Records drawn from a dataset
Start of Block
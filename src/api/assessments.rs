use axum::extract::{Path, State};
use axum::http::StatusCode;
use axum::response::IntoResponse;
use axum::routing::get;
use axum::{Json, Router};
use chrono::{DateTime, Utc};
use serde::{Deserialize, Serialize};
use sqlx::PgPool;
use sqlx::types::Json as JsonColumn;

use crate::audit::{AuditEntry, write_audit};
use crate::auth::middleware::AuthUser;
use crate::error::ApiError;
use crate::files::FileRef;
use crate::store::AppState;
use crate::validation;

// ---------------------------------------------------------------------------
// Types
// ---------------------------------------------------------------------------

#[derive(Debug, Deserialize)]
pub struct AnswerInput {
    pub question: String,
    pub answer: Option<String>,
    #[serde(default, rename = "evidenceFiles")]
    pub evidence_files: Vec<FileRef>,
}

#[derive(Debug, Deserialize)]
pub struct CreateAssessmentRequest {
    pub project_id: i32,
    #[serde(default)]
    pub answers: Vec<AnswerInput>,
}

#[derive(Debug, Deserialize)]
pub struct UpdateAssessmentRequest {
    pub project_id: i32,
}

#[derive(Debug, Serialize, sqlx::FromRow)]
pub struct AssessmentResponse {
    pub id: i32,
    pub project_id: i32,
    pub created_at: DateTime<Utc>,
    pub updated_at: DateTime<Utc>,
}

#[derive(Debug, Serialize, sqlx::FromRow)]
pub struct AnswerResponse {
    pub id: i32,
    pub assessment_id: i32,
    pub question: String,
    pub answer: Option<String>,
    #[sqlx(json)]
    #[serde(rename = "evidenceFiles")]
    pub evidence_files: Vec<FileRef>,
    pub created_at: DateTime<Utc>,
}

// ---------------------------------------------------------------------------
// Router
// ---------------------------------------------------------------------------

/// Routes are registered unconditionally; whether they need a token is
/// decided by `AuthUser` from `Config::auth_mode`.
pub fn router() -> Router<AppState> {
    Router::new()
        .route(
            "/api/assessments",
            get(list_assessments).post(create_assessment),
        )
        .route("/api/assessments/getAnswers/{id}", get(get_answers))
        .route(
            "/api/assessments/{id}",
            get(get_assessment)
                .put(update_assessment)
                .delete(delete_assessment),
        )
}

fn validate_answers(answers: &[AnswerInput]) -> Result<(), ApiError> {
    let mut errors = Vec::new();
    for (i, a) in answers.iter().enumerate() {
        if validation::check_length("question", a.question.trim(), 1, validation::MAX_TEXT_LEN)
            .is_err()
        {
            errors.push(format!("answers[{i}].question"));
        }
        if let Some(ref answer) = a.answer
            && validation::check_length("answer", answer, 0, validation::MAX_TEXT_LEN).is_err()
        {
            errors.push(format!("answers[{i}].answer"));
        }
    }
    if errors.is_empty() {
        Ok(())
    } else {
        Err(ApiError::Validation(errors))
    }
}

/// 400 unless every file referenced by an answer exists.
async fn check_file_refs(pool: &PgPool, answers: &[AnswerInput]) -> Result<(), ApiError> {
    let mut ids: Vec<i32> = answers
        .iter()
        .flat_map(|a| a.evidence_files.iter().map(|f| f.id))
        .collect();
    if ids.is_empty() {
        return Ok(());
    }
    ids.sort_unstable();
    ids.dedup();

    let found: i64 = sqlx::query_scalar("SELECT COUNT(*) FROM files WHERE id = ANY($1)")
        .bind(&ids)
        .fetch_one(pool)
        .await?;
    if usize::try_from(found).ok() != Some(ids.len()) {
        return Err(ApiError::BadRequest(
            "answer evidence references an unknown file".into(),
        ));
    }
    Ok(())
}

// ---------------------------------------------------------------------------
// Handlers
// ---------------------------------------------------------------------------

async fn list_assessments(
    State(state): State<AppState>,
    _auth: AuthUser,
) -> Result<Json<Vec<AssessmentResponse>>, ApiError> {
    let rows = sqlx::query_as::<_, AssessmentResponse>(
        "SELECT id, project_id, created_at, updated_at FROM assessments ORDER BY id",
    )
    .fetch_all(&state.pool)
    .await?;
    Ok(Json(rows))
}

async fn get_assessment(
    State(state): State<AppState>,
    _auth: AuthUser,
    Path(id): Path<i32>,
) -> Result<Json<AssessmentResponse>, ApiError> {
    let row = sqlx::query_as::<_, AssessmentResponse>(
        "SELECT id, project_id, created_at, updated_at FROM assessments WHERE id = $1",
    )
    .bind(id)
    .fetch_optional(&state.pool)
    .await?
    .ok_or_else(|| ApiError::NotFound("assessment".into()))?;
    Ok(Json(row))
}

async fn get_answers(
    State(state): State<AppState>,
    _auth: AuthUser,
    Path(id): Path<i32>,
) -> Result<Json<Vec<AnswerResponse>>, ApiError> {
    let exists: bool =
        sqlx::query_scalar("SELECT EXISTS(SELECT 1 FROM assessments WHERE id = $1)")
            .bind(id)
            .fetch_one(&state.pool)
            .await?;
    if !exists {
        return Err(ApiError::NotFound("assessment".into()));
    }

    let rows = sqlx::query_as::<_, AnswerResponse>(
        "SELECT id, assessment_id, question, answer, evidence_files, created_at
         FROM answers WHERE assessment_id = $1 ORDER BY id",
    )
    .bind(id)
    .fetch_all(&state.pool)
    .await?;
    Ok(Json(rows))
}

/// Creates the assessment and its initial answers in one transaction.
#[tracing::instrument(
    skip(state, body),
    fields(project_id = body.project_id, answers = body.answers.len()),
    err
)]
async fn create_assessment(
    State(state): State<AppState>,
    auth: AuthUser,
    Json(body): Json<CreateAssessmentRequest>,
) -> Result<impl IntoResponse, ApiError> {
    validation::check_id("project_id", body.project_id)?;
    validate_answers(&body.answers)?;
    check_file_refs(&state.pool, &body.answers).await?;

    let mut tx = state.pool.begin().await?;

    let assessment = sqlx::query_as::<_, AssessmentResponse>(
        "INSERT INTO assessments (project_id) VALUES ($1)
         RETURNING id, project_id, created_at, updated_at",
    )
    .bind(body.project_id)
    .fetch_one(&mut *tx)
    .await?;

    for a in &body.answers {
        sqlx::query(
            "INSERT INTO answers (assessment_id, question, answer, evidence_files)
             VALUES ($1, $2, $3, $4)",
        )
        .bind(assessment.id)
        .bind(a.question.trim())
        .bind(&a.answer)
        .bind(JsonColumn(&a.evidence_files))
        .execute(&mut *tx)
        .await?;
    }

    tx.commit().await?;

    write_audit(
        &state.pool,
        &AuditEntry {
            actor: &auth.actor,
            action: "assessment.create",
            resource: "assessment",
            resource_id: Some(assessment.id),
            detail: Some(serde_json::json!({
                "project_id": body.project_id,
                "answers": body.answers.len(),
            })),
            ip_addr: auth.ip_addr.as_deref(),
        },
    )
    .await;

    Ok((StatusCode::CREATED, Json(assessment)))
}

#[tracing::instrument(skip(state, body), fields(%id), err)]
async fn update_assessment(
    State(state): State<AppState>,
    auth: AuthUser,
    Path(id): Path<i32>,
    Json(body): Json<UpdateAssessmentRequest>,
) -> Result<Json<AssessmentResponse>, ApiError> {
    validation::check_id("project_id", body.project_id)?;

    let row = sqlx::query_as::<_, AssessmentResponse>(
        "UPDATE assessments SET project_id = $1, updated_at = now()
         WHERE id = $2
         RETURNING id, project_id, created_at, updated_at",
    )
    .bind(body.project_id)
    .bind(id)
    .fetch_optional(&state.pool)
    .await?
    .ok_or_else(|| ApiError::NotFound("assessment".into()))?;

    write_audit(
        &state.pool,
        &AuditEntry {
            actor: &auth.actor,
            action: "assessment.update",
            resource: "assessment",
            resource_id: Some(id),
            detail: None,
            ip_addr: auth.ip_addr.as_deref(),
        },
    )
    .await;

    Ok(Json(row))
}

/// Responds `202 Accepted` with the removed row; answers cascade.
#[tracing::instrument(skip(state), fields(%id), err)]
async fn delete_assessment(
    State(state): State<AppState>,
    auth: AuthUser,
    Path(id): Path<i32>,
) -> Result<impl IntoResponse, ApiError> {
    let row = sqlx::query_as::<_, AssessmentResponse>(
        "DELETE FROM assessments WHERE id = $1
         RETURNING id, project_id, created_at, updated_at",
    )
    .bind(id)
    .fetch_optional(&state.pool)
    .await?
    .ok_or_else(|| ApiError::NotFound("assessment".into()))?;

    write_audit(
        &state.pool,
        &AuditEntry {
            actor: &auth.actor,
            action: "assessment.delete",
            resource: "assessment",
            resource_id: Some(id),
            detail: None,
            ip_addr: auth.ip_addr.as_deref(),
        },
    )
    .await;

    Ok((StatusCode::ACCEPTED, Json(row)))
}

#[cfg(test)]
mod tests {
    use super::*;

    #[test]
    fn blank_question_reported_with_index() {
        let answers = vec![
            AnswerInput {
                question: "Is there a DPIA?".into(),
                answer: Some("Yes".into()),
                evidence_files: vec![],
            },
            AnswerInput {
                question: "  ".into(),
                answer: None,
                evidence_files: vec![],
            },
        ];
        let err = validate_answers(&answers).unwrap_err();
        assert!(
            matches!(err, ApiError::Validation(ref f) if f == &["answers[1].question".to_owned()])
        );
    }

    #[test]
    fn no_answers_is_valid() {
        assert!(validate_answers(&[]).is_ok());
    }

    #[test]
    fn create_request_answers_default_empty() {
        let req: CreateAssessmentRequest =
            serde_json::from_value(serde_json::json!({ "project_id": 4 })).unwrap();
        assert!(req.answers.is_empty());
    }
}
End of Block
### [INSTRUCTIONS TO FOLLOW]
Set down, exactly as they appear, the lines above from the first one to the line that holds "use crate::validation;", both included, please, and no others.

### [ANSWER BOX]
filename src/api/assessments.rs
use axum::extract::{Path, State};
use axum::http::StatusCode;
use axum::response::IntoResponse;
use axum::routing::get;
use axum::{Json, Router};
use chrono::{DateTime, Utc};
use serde::{Deserialize, Serialize};
use sqlx::PgPool;
use sqlx::types::Json as JsonColumn;

use crate::audit::{AuditEntry, write_audit};
use crate::auth::middleware::AuthUser;
use crate::error::ApiError;
use crate::files::FileRef;
use crate::store::AppState;
use crate::validation;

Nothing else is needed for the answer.